— Exercise goal —
Filter these entries down to the lines that hold the word "never", and show each of them.

===== Supplied records =====

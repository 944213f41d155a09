/// One packed 32-bit color sample.
///
/// Channel layout, most significant byte first: alpha, red, green, blue. The same layout is used
/// for every source buffer and for the composited output. Transparency companions reuse the
/// layout to carry an `f32` bit pattern instead of a color, see
/// [`channel_bits_to_float`](crate::channel_bits_to_float).
#[derive(
    Clone, Copy, Debug, PartialEq, Eq, Hash, Default, serde::Serialize, serde::Deserialize,
)]
#[serde(transparent)]
pub struct Argb(pub u32);

impl Argb {
    /// Fully opaque white, the value every output pixel starts from.
    pub const OPAQUE_WHITE: Self = Self(0xFFFF_FFFF);
    /// All channels zero.
    pub const TRANSPARENT: Self = Self(0);

    /// Pack four 8-bit channels.
    pub fn from_channels(a: u8, r: u8, g: u8, b: u8) -> Self {
        Self((u32::from(a) << 24) | (u32::from(r) << 16) | (u32::from(g) << 8) | u32::from(b))
    }

    /// Alpha channel.
    pub fn a(self) -> u8 {
        (self.0 >> 24) as u8
    }

    /// Red channel.
    pub fn r(self) -> u8 {
        (self.0 >> 16) as u8
    }

    /// Green channel.
    pub fn g(self) -> u8 {
        (self.0 >> 8) as u8
    }

    /// Blue channel.
    pub fn b(self) -> u8 {
        self.0 as u8
    }

    /// Channels widened to `i32`, in `[a, r, g, b]` order.
    pub fn channels(self) -> [i32; 4] {
        [
            i32::from(self.a()),
            i32::from(self.r()),
            i32::from(self.g()),
            i32::from(self.b()),
        ]
    }

    /// Clamp each `[a, r, g, b]` channel to `[0, 255]` and pack.
    pub fn pack_clamped(ch: [i32; 4]) -> Self {
        let c = |v: i32| v.clamp(0, 255) as u8;
        Self::from_channels(c(ch[0]), c(ch[1]), c(ch[2]), c(ch[3]))
    }
}

impl From<u32> for Argb {
    fn from(v: u32) -> Self {
        Self(v)
    }
}

impl From<Argb> for u32 {
    fn from(v: Argb) -> Self {
        v.0
    }
}

#[cfg(test)]
#[path = "../../tests/unit/foundation/core.rs"]
mod tests;
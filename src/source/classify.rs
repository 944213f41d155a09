/// Answers the per-source transparency questions needed to build an index.
pub trait SourceClassifier<S> {
    /// `true` when `source` only carries an opacity mask and is never drawn directly.
    fn is_transparency_source(&self, source: &S) -> bool;

    /// `true` when `source` declares a transparency companion.
    fn has_transparency_companion(&self, source: &S) -> bool;

    /// The declared transparency companion of `source`, if any.
    fn transparency_companion_of(&self, source: &S) -> Option<S>;
}

/// Classifier for source lists that carry no transparency masks at all.
#[derive(Clone, Copy, Debug, Default)]
pub struct NoTransparency;

impl<S> SourceClassifier<S> for NoTransparency {
    fn is_transparency_source(&self, _source: &S) -> bool {
        false
    }

    fn has_transparency_companion(&self, _source: &S) -> bool {
        false
    }

    fn transparency_companion_of(&self, _source: &S) -> Option<S> {
        None
    }
}

/// Per-source transparency facts, indexed by position in the source list.
#[derive(Clone, Debug, Default, PartialEq, Eq)]
pub struct SourceLinks {
    is_transparency: Vec<bool>,
    linked: Vec<Option<usize>>,
}

impl SourceLinks {
    /// Number of classified sources.
    pub fn len(&self) -> usize {
        self.linked.len()
    }

    /// Return `true` when no sources were classified.
    pub fn is_empty(&self) -> bool {
        self.linked.is_empty()
    }

    /// `true` when source `i` is itself a transparency source.
    pub fn is_transparency_source(&self, i: usize) -> bool {
        self.is_transparency[i]
    }

    /// `true` when source `i` has a companion present in the list.
    pub fn has_linked_transparency(&self, i: usize) -> bool {
        self.linked[i].is_some()
    }

    /// Position of the companion of source `i`, when present in the list.
    pub fn linked_index(&self, i: usize) -> Option<usize> {
        self.linked[i]
    }

    pub(crate) fn into_parts(self) -> (Vec<bool>, Vec<Option<usize>>) {
        (self.is_transparency, self.linked)
    }
}

/// Classify every source of `sources`.
///
/// Transparency sources are never paired with a companion. A declared companion that is not part
/// of `sources` is not an error: the source is treated as having no transparency.
pub fn classify<S, C>(sources: &[S], classifier: &C) -> SourceLinks
where
    S: PartialEq,
    C: SourceClassifier<S> + ?Sized,
{
    let mut is_transparency = vec![false; sources.len()];
    let mut linked = vec![None; sources.len()];

    for (i, source) in sources.iter().enumerate() {
        if classifier.is_transparency_source(source) {
            is_transparency[i] = true;
            continue;
        }
        if !classifier.has_transparency_companion(source) {
            continue;
        }
        let Some(companion) = classifier.transparency_companion_of(source) else {
            continue;
        };
        match sources.iter().position(|s| *s == companion) {
            Some(j) => linked[i] = Some(j),
            None => tracing::trace!(source = i, "transparency companion not in source list"),
        }
    }

    SourceLinks {
        is_transparency,
        linked,
    }
}

#[cfg(test)]
#[path = "../../tests/unit/source/classify.rs"]
mod tests;
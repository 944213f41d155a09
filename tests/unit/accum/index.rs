use std::cell::Cell;

use super::*;
use crate::layer::assign::{GroupedLayers, SingleLayer};
use crate::source::classify::NoTransparency;
use crate::source::transparency::CompanionRegistry;

#[test]
fn empty_sources_give_empty_tables() {
    let idx = AccumIndex::build::<u32, _, _>(&[], &NoTransparency, &SingleLayer::default());
    assert!(idx.is_empty());
    assert_eq!(idx.layer_count(), 0);
    assert!(idx.sorted_order().is_empty());
}

#[test]
fn sorts_by_layer_key_and_keeps_list_order_within_a_layer() {
    let sources = [10u32, 11, 12, 13, 14];
    let mut layers = GroupedLayers::new(Layer::new(0));
    layers.assign(10, Layer::new(2));
    layers.assign(11, Layer::new(-1));
    layers.assign(13, Layer::new(2));
    let idx = AccumIndex::build(&sources, &NoTransparency, &layers);

    // 11 (-1), then 12 and 14 (0), then 10 and 13 (2).
    assert_eq!(idx.sorted_order(), &[1, 2, 4, 0, 3]);
    assert_eq!(idx.layer_count(), 3);

    let boundaries: Vec<usize> = (0..sources.len())
        .filter(|&i| idx.is_layer_boundary(i))
        .collect();
    assert_eq!(boundaries, vec![1, 3, 4]);
}

#[test]
fn single_layer_has_one_boundary_on_the_last_source() {
    let idx = AccumIndex::build(&[1u8, 2, 3], &NoTransparency, &SingleLayer::default());
    assert_eq!(idx.sorted_order(), &[0, 1, 2]);
    assert!(!idx.is_layer_boundary(0));
    assert!(!idx.is_layer_boundary(1));
    assert!(idx.is_layer_boundary(2));
    assert_eq!(idx.layer_count(), 1);
}

#[test]
fn assigner_is_queried_once_per_source() {
    let calls = Cell::new(0usize);
    let assigner = |s: &u32| {
        calls.set(calls.get() + 1);
        Layer::new(i64::from(*s) % 3)
    };
    let sources: Vec<u32> = (0..9).collect();
    let idx = AccumIndex::build(&sources, &NoTransparency, &assigner);
    assert_eq!(calls.get(), sources.len());
    assert_eq!(idx.layer_count(), 3);
}

#[test]
fn snapshots_layer_properties_per_source() {
    let mut layers = GroupedLayers::new(Layer::new(0));
    layers.assign("a", Layer::new(1).with_opacity(0.25));
    layers.assign("b", Layer::new(2).skipped());
    let idx = AccumIndex::build(&["a", "b", "c"], &NoTransparency, &layers);

    assert_eq!(idx.opacity(0), 0.25);
    assert!(!idx.skip(0));
    assert!(idx.skip(1));
    assert_eq!(idx.opacity(2), 1.0);
    assert_eq!(idx.blend_mode(2), BlendMode::Sum);
}

#[test]
fn folds_in_transparency_links() {
    let mut reg = CompanionRegistry::new();
    reg.link("gfp", "gfp.alpha").unwrap();
    reg.link("dapi", "dapi.alpha").unwrap();
    let sources = ["gfp.alpha", "dapi", "gfp"];
    let idx = AccumIndex::build(&sources, &reg, &SingleLayer::default());

    assert!(idx.is_transparency_source(0));
    assert_eq!(idx.linked_index(2), Some(0));
    assert!(!idx.has_linked_transparency(1));
    assert!(!idx.has_linked_transparency(0));
}
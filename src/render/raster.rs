use crate::foundation::core::Argb;
use crate::foundation::error::{StackcompError, StackcompResult};
use crate::source::transparency::float_to_channel_bits;

/// Row-oriented read access to one rendered source, aligned to the output raster.
///
/// Each render worker reads whole rows into buffers it owns, so implementations only need shared
/// (`&self`) access. A failed read aborts the whole render pass.
pub trait PixelSource: Sync {
    /// Raster size as `(width, height)`.
    fn dims(&self) -> (u32, u32);

    /// Copy row `y` into `dst`, which holds exactly `width` samples.
    fn read_row(&self, y: u32, dst: &mut [u32]) -> StackcompResult<()>;
}

/// Owned row-major raster of packed [`Argb`] samples.
#[derive(Clone, Debug, PartialEq, Eq)]
pub struct ArgbBuffer {
    width: u32,
    height: u32,
    pixels: Vec<u32>,
}

impl ArgbBuffer {
    /// Raster filled with `fill`.
    pub fn new(width: u32, height: u32, fill: Argb) -> StackcompResult<Self> {
        let len = pixel_len(width, height)?;
        Ok(Self {
            width,
            height,
            pixels: vec![fill.0; len],
        })
    }

    /// Wrap existing row-major samples.
    pub fn from_pixels(width: u32, height: u32, pixels: Vec<u32>) -> StackcompResult<Self> {
        if pixels.len() != pixel_len(width, height)? {
            return Err(StackcompError::validation(format!(
                "expected {}x{} samples, got {}",
                width,
                height,
                pixels.len()
            )));
        }
        Ok(Self {
            width,
            height,
            pixels,
        })
    }

    /// Companion raster carrying one transparency value per pixel.
    pub fn from_alpha_mask(width: u32, height: u32, alpha: &[f32]) -> StackcompResult<Self> {
        let pixels = alpha.iter().copied().map(float_to_channel_bits).collect();
        Self::from_pixels(width, height, pixels)
    }

    /// Width in pixels.
    pub fn width(&self) -> u32 {
        self.width
    }

    /// Height in pixels.
    pub fn height(&self) -> u32 {
        self.height
    }

    /// All samples, row-major.
    pub fn pixels(&self) -> &[u32] {
        &self.pixels
    }

    pub(crate) fn pixels_mut(&mut self) -> &mut [u32] {
        &mut self.pixels
    }

    /// Consume the raster and return its samples.
    pub fn into_pixels(self) -> Vec<u32> {
        self.pixels
    }

    /// Sample at `(x, y)`.
    pub fn get(&self, x: u32, y: u32) -> Option<Argb> {
        if x >= self.width || y >= self.height {
            return None;
        }
        let i = (y as usize) * (self.width as usize) + (x as usize);
        Some(Argb(self.pixels[i]))
    }

    /// Samples of row `y`.
    pub fn row(&self, y: u32) -> Option<&[u32]> {
        if y >= self.height {
            return None;
        }
        let w = self.width as usize;
        let start = (y as usize) * w;
        Some(&self.pixels[start..start + w])
    }
}

impl PixelSource for ArgbBuffer {
    fn dims(&self) -> (u32, u32) {
        (self.width, self.height)
    }

    fn read_row(&self, y: u32, dst: &mut [u32]) -> StackcompResult<()> {
        let row = self.row(y).ok_or_else(|| {
            StackcompError::sample(format!("row {y} outside raster of height {}", self.height))
        })?;
        if dst.len() != row.len() {
            return Err(StackcompError::sample(format!(
                "row buffer holds {} samples, raster width is {}",
                dst.len(),
                row.len()
            )));
        }
        dst.copy_from_slice(row);
        Ok(())
    }
}

fn pixel_len(width: u32, height: u32) -> StackcompResult<usize> {
    (width as usize)
        .checked_mul(height as usize)
        .ok_or_else(|| StackcompError::validation("raster size overflow"))
}

#[cfg(test)]
#[path = "../../tests/unit/render/raster.rs"]
mod tests;
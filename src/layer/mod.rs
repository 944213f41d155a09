pub(crate) mod assign;
pub(crate) mod model;
pub(crate) mod raster;
pub(crate) mod session;
use rayon::prelude::*;
use smallvec::SmallVec;

use crate::accum::index::AccumIndex;
use crate::foundation::core::Argb;
use crate::foundation::error::{StackcompError, StackcompResult};
use crate::layer::assign::LayerAssigner;
use crate::render::raster::{ArgbBuffer, PixelSource};
use crate::source::classify::SourceClassifier;

/// Per-worker row buffers, one per source.
type RowScratch = SmallVec<[Vec<u32>; 8]>;

/// Options controlling how a [`RenderSession`] spreads work over threads.
#[derive(Clone, Debug, PartialEq, Eq, serde::Serialize, serde::Deserialize)]
#[serde(default)]
pub struct RenderOpts {
    /// Render row bands in parallel on a dedicated rayon thread pool.
    pub parallel: bool,
    /// Override the number of rayon worker threads. `None` uses rayon defaults.
    pub threads: Option<usize>,
    /// Rows per scheduled band. `0` is treated as `1`.
    pub rows_per_task: usize,
}

impl RenderOpts {
    /// Reject option combinations a session cannot run with.
    pub fn validate(&self) -> StackcompResult<()> {
        if self.threads == Some(0) {
            return Err(StackcompError::validation(
                "render option 'threads' must be >= 1 when set",
            ));
        }
        Ok(())
    }
}

impl Default for RenderOpts {
    fn default() -> Self {
        Self {
            parallel: true,
            threads: None,
            rows_per_task: 16,
        }
    }
}

/// Counters for one render pass.
#[derive(Clone, Copy, Debug, Default, PartialEq, Eq)]
pub struct RenderStats {
    /// Output pixels written.
    pub pixels: u64,
    /// Row bands scheduled.
    pub partitions: u64,
}

/// One render session over a fixed source list.
///
/// Construction classifies the sources, assigns layers and builds the [`AccumIndex`]; the tables
/// are complete before any worker starts and are only read afterwards. Changing layer membership
/// or transparency links means building a new session.
pub struct RenderSession<S> {
    sources: Vec<S>,
    index: AccumIndex,
    opts: RenderOpts,
    pool: Option<rayon::ThreadPool>,
}

impl<S: PartialEq> RenderSession<S> {
    /// Build a session for `sources`.
    #[tracing::instrument(level = "debug", skip_all, fields(sources = sources.len()))]
    pub fn new<C, A>(
        sources: Vec<S>,
        classifier: &C,
        assigner: &A,
        opts: RenderOpts,
    ) -> StackcompResult<Self>
    where
        C: SourceClassifier<S> + ?Sized,
        A: LayerAssigner<S> + ?Sized,
    {
        opts.validate()?;
        let pool = if opts.parallel {
            Some(worker_pool(opts.threads)?)
        } else {
            None
        };
        let index = AccumIndex::build(&sources, classifier, assigner);
        Ok(Self {
            sources,
            index,
            opts,
            pool,
        })
    }
}

impl<S> RenderSession<S> {
    /// Sources in list order; pixel sources passed to rendering must follow this order.
    pub fn sources(&self) -> &[S] {
        &self.sources
    }

    /// Lookup tables built for this session.
    pub fn index(&self) -> &AccumIndex {
        &self.index
    }

    /// Options the session was built with.
    pub fn opts(&self) -> &RenderOpts {
        &self.opts
    }

    /// Render a `width` x `height` raster into a new buffer.
    pub fn render(
        &self,
        width: u32,
        height: u32,
        sources: &[&dyn PixelSource],
    ) -> StackcompResult<ArgbBuffer> {
        let mut target = ArgbBuffer::new(width, height, Argb::OPAQUE_WHITE)?;
        self.render_into(sources, &mut target)?;
        Ok(target)
    }

    /// Composite every pixel of `target` from `sources`.
    ///
    /// `sources[i]` must be the raster of the session's source `i` and match the target size.
    /// Rows are grouped into bands of [`RenderOpts::rows_per_task`]; each band is rendered by one
    /// worker with its own row buffers. The first failed read aborts the pass and is returned.
    #[tracing::instrument(
        level = "debug",
        skip_all,
        fields(width = target.width(), height = target.height(), sources = sources.len())
    )]
    pub fn render_into(
        &self,
        sources: &[&dyn PixelSource],
        target: &mut ArgbBuffer,
    ) -> StackcompResult<RenderStats> {
        if sources.len() != self.index.len() {
            return Err(StackcompError::validation(format!(
                "session has {} sources, got {} pixel sources",
                self.index.len(),
                sources.len()
            )));
        }
        let dims = (target.width(), target.height());
        if let Some((i, s)) = sources.iter().enumerate().find(|(_, s)| s.dims() != dims) {
            let (w, h) = s.dims();
            return Err(StackcompError::validation(format!(
                "pixel source {i} is {w}x{h}, target is {}x{}",
                dims.0, dims.1
            )));
        }

        let width = dims.0 as usize;
        if width == 0 || dims.1 == 0 {
            return Ok(RenderStats::default());
        }
        let rows_per_task = self.opts.rows_per_task.max(1);
        let band_len = rows_per_task.saturating_mul(width);
        let partitions = target.pixels().len().div_ceil(band_len) as u64;

        let index = &self.index;
        let scratch = || -> RowScratch { sources.iter().map(|_| vec![0u32; width]).collect() };
        let band = |rows: &mut RowScratch, (i, out): (usize, &mut [u32])| {
            render_band(index, sources, i * rows_per_task, width, out, rows)
        };

        match &self.pool {
            Some(pool) => pool.install(|| {
                target
                    .pixels_mut()
                    .par_chunks_mut(band_len)
                    .enumerate()
                    .try_for_each_init(scratch, band)
            })?,
            None => {
                let mut rows = scratch();
                for item in target.pixels_mut().chunks_mut(band_len).enumerate() {
                    band(&mut rows, item)?;
                }
            }
        }

        let stats = RenderStats {
            pixels: target.pixels().len() as u64,
            partitions,
        };
        tracing::debug!(pixels = stats.pixels, partitions, "render pass complete");
        Ok(stats)
    }
}

fn render_band(
    index: &AccumIndex,
    sources: &[&dyn PixelSource],
    first_row: usize,
    width: usize,
    out: &mut [u32],
    rows: &mut RowScratch,
) -> StackcompResult<()> {
    for (dy, out_row) in out.chunks_exact_mut(width).enumerate() {
        let y = u32::try_from(first_row + dy)
            .map_err(|_| StackcompError::render("row index exceeds u32"))?;
        for (source, row) in sources.iter().zip(rows.iter_mut()) {
            source.read_row(y, row)?;
        }
        for (x, px) in out_row.iter_mut().enumerate() {
            *px = index.accumulate_with(|i| rows[i][x]).0;
        }
    }
    Ok(())
}

fn worker_pool(threads: Option<usize>) -> StackcompResult<rayon::ThreadPool> {
    threads
        .into_iter()
        .fold(rayon::ThreadPoolBuilder::new(), |b, n| b.num_threads(n))
        .thread_name(|i| format!("stackcomp-band-{i}"))
        .build()
        .map_err(|e| StackcompError::render(format!("cannot start band workers: {e}")))
}

#[cfg(test)]
#[path = "../../tests/unit/render/session.rs"]
mod tests;
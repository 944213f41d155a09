use super::*;
use crate::source::transparency::channel_bits_to_float;

#[test]
fn new_fills_every_pixel() {
    let buf = ArgbBuffer::new(3, 2, Argb(0x11223344)).unwrap();
    assert_eq!(buf.pixels().len(), 6);
    assert!(buf.pixels().iter().all(|&p| p == 0x11223344));
}

#[test]
fn from_pixels_checks_length() {
    assert!(ArgbBuffer::from_pixels(2, 2, vec![0; 4]).is_ok());
    assert!(matches!(
        ArgbBuffer::from_pixels(2, 2, vec![0; 3]),
        Err(StackcompError::Validation(_))
    ));
}

#[test]
fn get_and_row_are_row_major() {
    let buf = ArgbBuffer::from_pixels(2, 2, vec![1, 2, 3, 4]).unwrap();
    assert_eq!(buf.get(1, 0), Some(Argb(2)));
    assert_eq!(buf.get(0, 1), Some(Argb(3)));
    assert_eq!(buf.get(2, 0), None);
    assert_eq!(buf.row(1), Some(&[3u32, 4][..]));
    assert_eq!(buf.row(2), None);
}

#[test]
fn alpha_mask_samples_decode_to_the_original_floats() {
    let mask = [0.0f32, 0.5, 1.0, 0.25];
    let buf = ArgbBuffer::from_alpha_mask(2, 2, &mask).unwrap();
    let decoded: Vec<f32> = buf.pixels().iter().map(|&b| channel_bits_to_float(b)).collect();
    assert_eq!(decoded, mask);
}

#[test]
fn read_row_reports_out_of_range_and_width_mismatch() {
    let buf = ArgbBuffer::from_pixels(2, 1, vec![7, 8]).unwrap();
    let mut dst = [0u32; 2];
    buf.read_row(0, &mut dst).unwrap();
    assert_eq!(dst, [7, 8]);

    assert!(matches!(buf.read_row(1, &mut dst), Err(StackcompError::Sample(_))));
    let mut short = [0u32; 1];
    assert!(matches!(buf.read_row(0, &mut short), Err(StackcompError::Sample(_))));
}
use std::cmp::Ordering;

/// How the sources of one layer are combined before the layer is composited.
///
/// Only additive accumulation exists today. The tag is kept explicit on every [`Layer`] so new
/// modes can be added without changing how layers are described.
#[derive(
    Clone, Copy, Debug, Default, PartialEq, Eq, Hash, serde::Serialize, serde::Deserialize,
)]
#[serde(rename_all = "snake_case")]
pub enum BlendMode {
    /// Channel-wise sum of all contributing sources.
    #[default]
    Sum,
}

/// Explicit stacking key of a layer. Lower keys render first (bottom).
#[derive(
    Clone,
    Copy,
    Debug,
    Default,
    PartialEq,
    Eq,
    PartialOrd,
    Ord,
    Hash,
    serde::Serialize,
    serde::Deserialize,
)]
#[serde(transparent)]
pub struct LayerKey(pub i64);

/// A group of sources that are summed together and composited as one.
///
/// Two layers are the same layer exactly when their [`LayerKey`]s are equal. The remaining fields
/// are snapshotted per source when an [`AccumIndex`](crate::AccumIndex) is built.
#[derive(Clone, Copy, Debug, PartialEq, serde::Serialize, serde::Deserialize)]
#[serde(default)]
pub struct Layer {
    /// Stacking position.
    pub key: LayerKey,
    /// Layer opacity; 1.0 is fully opaque, 0.0 fully transparent.
    pub opacity: f32,
    /// How sources within the layer are combined.
    pub blend_mode: BlendMode,
    /// Exclude every source of this layer from accumulation.
    pub skip: bool,
}

impl Default for Layer {
    fn default() -> Self {
        Self::new(0)
    }
}

impl Layer {
    /// An opaque, visible [`BlendMode::Sum`] layer at stacking position `key`.
    pub fn new(key: i64) -> Self {
        Self {
            key: LayerKey(key),
            opacity: 1.0,
            blend_mode: BlendMode::Sum,
            skip: false,
        }
    }

    /// Replace the opacity.
    pub fn with_opacity(mut self, opacity: f32) -> Self {
        self.opacity = opacity;
        self
    }

    /// Replace the blend mode.
    pub fn with_blend_mode(mut self, blend_mode: BlendMode) -> Self {
        self.blend_mode = blend_mode;
        self
    }

    /// Mark the layer as skipped.
    pub fn skipped(mut self) -> Self {
        self.skip = true;
        self
    }

    /// Stacking order relative to `other`.
    pub fn stacking_cmp(&self, other: &Self) -> Ordering {
        self.key.cmp(&other.key)
    }

    /// Return `true` when both values describe the same layer.
    pub fn same_layer(&self, other: &Self) -> bool {
        self.stacking_cmp(other) == Ordering::Equal
    }
}

#[cfg(test)]
#[path = "../../tests/unit/layer/model.rs"]
mod tests;
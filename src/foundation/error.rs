/// Convenience result type used across stackcomp.
pub type StackcompResult<T> = Result<T, StackcompError>;

/// Error taxonomy for session construction and rendering.
///
/// The accumulator itself never fails; errors only come from validating the
/// inputs handed to a render session or from pixel sources failing to deliver
/// samples.
#[derive(thiserror::Error, Debug)]
pub enum StackcompError {
    /// Inputs that do not line up (source counts, raster sizes, options).
    #[error("validation error: {0}")]
    Validation(String),

    /// A pixel source could not produce the requested samples.
    #[error("sample error: {0}")]
    Sample(String),

    /// Failures of the render machinery itself (thread pool setup).
    #[error("render error: {0}")]
    Render(String),

    /// Wrapped lower-level error from a collaborator.
    #[error(transparent)]
    Other(#[from] anyhow::Error),
}

impl StackcompError {
    /// Build a [`StackcompError::Validation`] value.
    pub fn validation(msg: impl Into<String>) -> Self {
        Self::Validation(msg.into())
    }

    /// Build a [`StackcompError::Sample`] value.
    pub fn sample(msg: impl Into<String>) -> Self {
        Self::Sample(msg.into())
    }

    /// Build a [`StackcompError::Render`] value.
    pub fn render(msg: impl Into<String>) -> Self {
        Self::Render(msg.into())
    }
}

#[cfg(test)]
#[path = "../../tests/unit/foundation/error.rs"]
mod tests;
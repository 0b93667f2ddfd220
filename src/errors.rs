// Typed errors for the places where callers must branch on the failure kind.
// Everything else propagates as anyhow::Error with context.

use thiserror::Error;

/// Failure while materialising an inference handle
#[derive(Debug, Error)]
pub enum LoadError {
    /// Device memory (or equivalent) exhausted; eligible for one busy retry
    #[error("resource exhausted while loading model: {0}")]
    ResourceExhausted(String),

    /// Artifact bundle missing and could not be fetched
    #[error("model provisioning failed: {0}")]
    Provisioning(String),

    /// Any other construction failure
    #[error("model backend error: {0}")]
    Backend(String),
}

impl LoadError {
    pub fn is_resource_exhausted(&self) -> bool {
        matches!(self, LoadError::ResourceExhausted(_))
    }
}

/// Rejected feedback action. None of these append a log record.
#[derive(Debug, Clone, PartialEq, Eq, Error)]
pub enum FeedbackError {
    #[error("there is no result to give feedback on")]
    NoResult,

    #[error("feedback was already given for this result")]
    AlreadyRated,

    #[error("suggestions are not enabled")]
    SuggestionDisabled,

    #[error("not currently entering a suggestion")]
    NotInSuggestionEntry,

    #[error("a suggestion is being entered; submit it first")]
    AwaitingSuggestion,

    #[error("{}", crate::config::constants::EMPTY_SUGGESTION_MESSAGE)]
    EmptySuggestion,
}
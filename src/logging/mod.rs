// Interaction logging
//
// Every session writes queries, responses (optionally), errors and feedback
// to its own append-only file. That file is what the publisher ships.

pub mod interaction_logger;

pub use interaction_logger::{read_records, session_log_file_name, InteractionLogger, LogLevel};
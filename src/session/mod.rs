// Session store
//
// Explicit per-session context in place of an ambient key/value dictionary.

pub mod context;
pub mod manager;

pub use context::{Session, SessionState};
pub use manager::SessionManager;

=====

— Task result —
    /// `true` when `source` only carries an opacity mask and is never drawn directly.
/// Transparency sources are never paired with a companion. A declared companion that is not part
/// The accumulator itself never fails; errors only come from validating the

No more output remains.